ABSTRACT

An interesting-if sometimes tedious and provoking-book from Dr Macfarlane, and an immensely important and stimulating book from Mr Thomas! Both raise questions of historiographical method. Macfarlane’s study is subtitled ‘an essay in historical anthropology’. Thomas published an important article in Past and Present in 1963, on ‘History and anthropology’,1 followed (in 1964) by a study of ‘Work and leisure in preindustrial society’,2 which located further problems in this area. In 1966 he published a credo in The Times Literary Supplement, in which he called for ‘a more systematic indoctrination’ of historians ‘in the social sciences’, which sciences were defined as including not only anthropology and demography, but also social psychology and sociology:

If the analysis of the past is to be rigorous, then the construction of an historical typology, a means of classifying and comparing, is an urgent desideratum. It cannot come from sociology alone, but an education in the concepts of sociology seems the quickest way of attaining it. (Thomas, 1966, pp. 275-6)3

How far do these books signal the arrival of a new history, with distinctively new methods?
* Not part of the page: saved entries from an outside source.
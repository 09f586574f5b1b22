//! SQL dialects used to synthesize templates from a table name
//!
//! Builders emit `{{field}}` templates, which [`super::Query::parse`] then
//! turns into positional statements like any hand-written template.

use std::sync::Arc;

/// Dialect strategy for identifier quoting and upsert phrasing
pub trait Syntax: Send + Sync {
    /// Identifier quote character
    fn quote(&self) -> char;

    fn quote_ident(&self, ident: &str) -> String {
        let q = self.quote();
        format!("{q}{ident}{q}")
    }

    /// ` WHERE "a"={{a}} AND <extra>`, or an empty string
    fn where_clause(&self, fields: &[&str], extra: Option<&str>) -> String {
        let mut conditions: Vec<String> = fields
            .iter()
            .map(|field| format!("{}={{{{{}}}}}", self.quote_ident(field), field))
            .collect();
        if let Some(extra) = extra.filter(|e| !e.trim().is_empty()) {
            conditions.push(extra.to_string());
        }

        if conditions.is_empty() {
            String::new()
        } else {
            format!(" WHERE {}", conditions.join(" AND "))
        }
    }

    fn get_query(&self, table: &str, fields: &[&str], extra: Option<&str>) -> String {
        format!(
            "SELECT * FROM {table}{} LIMIT 1",
            self.where_clause(fields, extra)
        )
    }

    fn select_query(&self, table: &str, extra: Option<&str>) -> String {
        format!("SELECT * FROM {table}{}", self.where_clause(&[], extra))
    }

    /// Insert-or-update keyed by `fields`, `None` without key fields
    fn upsert_query(&self, table: &str, fields: &[&str]) -> Option<String>;

    /// `None` when the statement would have no WHERE clause at all
    fn delete_query(&self, table: &str, fields: &[&str], extra: Option<&str>) -> Option<String> {
        let clause = self.where_clause(fields, extra);
        (!clause.is_empty()).then(|| format!("DELETE FROM {table}{clause}"))
    }
}

fn columns(syntax: &dyn Syntax, fields: &[&str]) -> String {
    fields
        .iter()
        .map(|field| syntax.quote_ident(field))
        .collect::<Vec<_>>()
        .join(", ")
}

fn values(fields: &[&str]) -> String {
    fields
        .iter()
        .map(|field| format!("{{{{{field}}}}}"))
        .collect::<Vec<_>>()
        .join(", ")
}

/// Standard SQL with `INSERT ... ON CONFLICT ... DO UPDATE`
#[derive(Debug, Clone, Copy)]
pub struct AnsiSyntax {
    quote: char,
}

impl AnsiSyntax {
    pub fn new(quote: char) -> Self {
        AnsiSyntax { quote }
    }
}

impl Default for AnsiSyntax {
    fn default() -> Self {
        Self::new('"')
    }
}

impl Syntax for AnsiSyntax {
    fn quote(&self) -> char {
        self.quote
    }

    fn upsert_query(&self, table: &str, fields: &[&str]) -> Option<String> {
        if fields.is_empty() {
            return None;
        }
        let cols = columns(self, fields);
        let updates = fields
            .iter()
            .map(|field| {
                let col = self.quote_ident(field);
                format!("{col} = EXCLUDED.{col}")
            })
            .collect::<Vec<_>>()
            .join(", ");

        Some(format!(
            "INSERT INTO {table} ({cols}) VALUES ({}) ON CONFLICT ({cols}) DO UPDATE SET {updates}",
            values(fields)
        ))
    }
}

/// MySQL flavour: backtick quoting and `REPLACE INTO`
#[derive(Debug, Clone, Copy, Default)]
pub struct MysqlSyntax;

impl Syntax for MysqlSyntax {
    fn quote(&self) -> char {
        '`'
    }

    fn upsert_query(&self, table: &str, fields: &[&str]) -> Option<String> {
        if fields.is_empty() {
            return None;
        }
        Some(format!(
            "REPLACE INTO {table} ({}) VALUES ({})",
            columns(self, fields),
            values(fields)
        ))
    }
}

/// Pick the dialect matching a driver name
pub fn syntax_for(driver: &str) -> Arc<dyn Syntax> {
    match driver.to_ascii_lowercase().as_str() {
        "mysql" => Arc::new(MysqlSyntax),
        "clickhouse" => Arc::new(AnsiSyntax::new('`')),
        _ => Arc::new(AnsiSyntax::default()),
    }
}

#[cfg(test)]
mod tests {
    use super::*;
    use crate::query::Query;

    #[test]
    fn test_get_query() {
        let sx = AnsiSyntax::default();
        assert_eq!(
            sx.get_query("users", &["id"], Some("deleted_at IS NULL")),
            r#"SELECT * FROM users WHERE "id"={{id}} AND deleted_at IS NULL LIMIT 1"#
        );
        assert_eq!(sx.get_query("users", &[], None), "SELECT * FROM users LIMIT 1");
    }

    #[test]
    fn test_get_query_parses_in_key_order() {
        let sx = AnsiSyntax::default();
        let query = Query::parse(&sx.get_query("orders", &["shop", "num"], None)).unwrap();

        assert_eq!(
            query.statement(),
            r#"SELECT * FROM orders WHERE "shop"=$1 AND "num"=$2 LIMIT 1"#
        );
        assert_eq!(query.arguments(), ["shop", "num"]);
        assert_eq!(query.table(), Some("orders"));
    }

    #[test]
    fn test_select_query_uses_extra_filter() {
        let sx = AnsiSyntax::default();
        assert_eq!(sx.select_query("users", None), "SELECT * FROM users");
        assert_eq!(
            sx.select_query("users", Some("active")),
            "SELECT * FROM users WHERE active"
        );
    }

    #[test]
    fn test_upsert_queries() {
        assert_eq!(
            AnsiSyntax::default().upsert_query("users", &["id"]).unwrap(),
            r#"INSERT INTO users ("id") VALUES ({{id}}) ON CONFLICT ("id") DO UPDATE SET "id" = EXCLUDED."id""#
        );
        assert_eq!(
            MysqlSyntax.upsert_query("users", &["id", "org"]).unwrap(),
            "REPLACE INTO users (`id`, `org`) VALUES ({{id}}, {{org}})"
        );
        assert!(MysqlSyntax.upsert_query("users", &[]).is_none());
    }

    #[test]
    fn test_delete_requires_where() {
        let sx = AnsiSyntax::default();
        assert!(sx.delete_query("users", &[], None).is_none());
        assert_eq!(
            sx.delete_query("users", &[], Some("tmp")).unwrap(),
            "DELETE FROM users WHERE tmp"
        );
        assert_eq!(
            sx.delete_query("users", &["id"], None).unwrap(),
            r#"DELETE FROM users WHERE "id"={{id}}"#
        );
    }

    #[test]
    fn test_syntax_for_driver() {
        assert_eq!(syntax_for("mysql").quote(), '`');
        assert_eq!(syntax_for("postgres").quote(), '"');
        assert_eq!(syntax_for("unknown").quote(), '"');
    }
}
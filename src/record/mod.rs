//! Generic record model
//!
//! A [`Record`] is one backend row or document: field names mapped to
//! dynamically-typed [`Value`]s. Bindings post-process every fetched record
//! with [`Record::reshape_nested`] and then [`Record::cast`].

mod cast;
mod native;
mod reshape;
mod value;

pub use cast::{DataType, DatatypeMapping};
pub use native::NativeValue;
pub use value::Value;

use crate::pattern::ValueSource;
use serde::Serialize;
use std::collections::BTreeMap;

/// Field name to value mapping
#[derive(Debug, Clone, Default, PartialEq, Serialize)]
#[serde(transparent)]
pub struct Record(BTreeMap<String, Value>);

impl Record {
    pub fn new() -> Self {
        Self::default()
    }

    pub fn get(&self, field: &str) -> Option<&Value> {
        self.0.get(field)
    }

    pub fn get_mut(&mut self, field: &str) -> Option<&mut Value> {
        self.0.get_mut(field)
    }

    pub fn insert(&mut self, field: impl Into<String>, value: impl Into<Value>) -> Option<Value> {
        self.0.insert(field.into(), value.into())
    }

    pub fn remove(&mut self, field: &str) -> Option<Value> {
        self.0.remove(field)
    }

    pub fn contains(&self, field: &str) -> bool {
        self.0.contains_key(field)
    }

    pub fn len(&self) -> usize {
        self.0.len()
    }

    pub fn is_empty(&self) -> bool {
        self.0.is_empty()
    }

    pub fn fields(&self) -> impl Iterator<Item = &str> {
        self.0.keys().map(String::as_str)
    }

    pub fn iter(&self) -> impl Iterator<Item = (&str, &Value)> {
        self.0.iter().map(|(k, v)| (k.as_str(), v))
    }

    /// Text of a field, empty when absent or null
    pub fn text(&self, field: &str) -> String {
        self.get(field).and_then(Value::to_text).unwrap_or_default()
    }
}

impl ValueSource for Record {
    fn value_of(&self, name: &str) -> Option<String> {
        self.get(name).and_then(Value::to_text)
    }
}

impl<K: Into<String>, V: Into<Value>> FromIterator<(K, V)> for Record {
    fn from_iter<I: IntoIterator<Item = (K, V)>>(iter: I) -> Self {
        Record(
            iter.into_iter()
                .map(|(k, v)| (k.into(), v.into()))
                .collect(),
        )
    }
}

impl IntoIterator for Record {
    type Item = (String, Value);
    type IntoIter = std::collections::btree_map::IntoIter<String, Value>;

    fn into_iter(self) -> Self::IntoIter {
        self.0.into_iter()
    }
}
Macfarlane (in this sense) offers most, but his accomplishment is modest. He submits Ralph Josselin’s diaries to patient and intensive scrutiny, supplementing their evidence where possible from other sources, and the questions which he puts to this source material are prompted by his anthropological training. The originality of this method-and, in particular, the systematic examination of a single source-has perhaps led some readers to overestimate its productiveness, and to underestimate several of the difficulties inherent in the method.